Whether thrilled or terrified by this rapidly morphing work environment, job seekers will be challenged in many ways that they have not previously encountered. How can they prepare?
Candidates with the strongest skills set will prevail. All workers need to develop a picture of their industry’s future. As an example, PWC notes that as technology handles more of the routine aspects of an audit; business acumen, critical thinking, and understanding market trends will become key to even junior auditors. With understanding and vision in mind, individuals then need to build the requisite skills to prepare for the future with formal education, industry meetings, journals, stretch projects, and more.
By researching current employment trends and doing a little self-reflection those considering or in transition can expand their opportunity horizon. What would it take to open a consulting business and work on a contract basis? Would telecommuting open additional opportunities on a national or even an international basis?

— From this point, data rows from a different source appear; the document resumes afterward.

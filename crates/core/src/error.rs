//! 에러 타입: 도메인별 에러 정의

/// Stevedore 최상위 에러 타입
#[derive(Debug, thiserror::Error)]
pub enum StevedoreError {
    /// 설정 관련 에러
    #[error("config error: {0}")]
    Config(#[from] ConfigError),

    /// 컨테이너 생명주기 에러
    #[error("container error: {0}")]
    Container(#[from] ContainerError),

    /// I/O 에러
    #[error("io error: {0}")]
    Io(#[from] std::io::Error),
}

/// 설정 관련 에러
#[derive(Debug, thiserror::Error)]
pub enum ConfigError {
    /// 설정 파일을 찾을 수 없음
    #[error("config file not found: {path}")]
    FileNotFound { path: String },

    /// 설정 파싱 실패
    #[error("failed to parse config: {reason}")]
    ParseFailed { reason: String },

    /// 유효하지 않은 설정 값
    #[error("invalid config value for '{field}': {reason}")]
    InvalidValue { field: String, reason: String },
}

/// 컨테이너 생명주기 에러
#[derive(Debug, thiserror::Error)]
pub enum ContainerError {
    /// 런타임 API 호출 실패
    #[error("runtime api error: {0}")]
    RuntimeApi(String),

    /// 컨테이너 또는 이미지를 찾을 수 없음
    #[error("not found: {0}")]
    NotFound(String),

    /// 의존 서비스의 컨테이너가 없음
    #[error("dependency not found: {0}")]
    DependencyNotFound(String),

    /// 서비스 관계에 순환이 존재함
    #[error("dependency cycle: {0}")]
    DependencyCycle(String),

    /// 이미지 pull 실패
    #[error("image pull failed for '{image}': {reason}")]
    ImagePull { image: String, reason: String },
}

It’s an odd juxtaposition that as technology becomes more integrated into our lives and easier to use, humans are required to continue to develop new and different technical skills. Ask anyone with an Amazon Alexa personal assistant and they’ll tell you that it takes ‘her’ awhile to train the humans in the house how to productively interact with ‘her’. Staying current in general technology trends will build the skills needed to interact with the smart machines in our business lives.
For those who find themselves in career transition, take advantage of any professional services that are offered. A trained career coach can assist you in presenting your skills, knowledge and abilities in a way that highlights your match to current industry standards and requirements. CCI clients find jobs 3X faster on average than the national norm.
This is an exhilarating time to be in the workforce. Get ready. This is going to be a wild ride.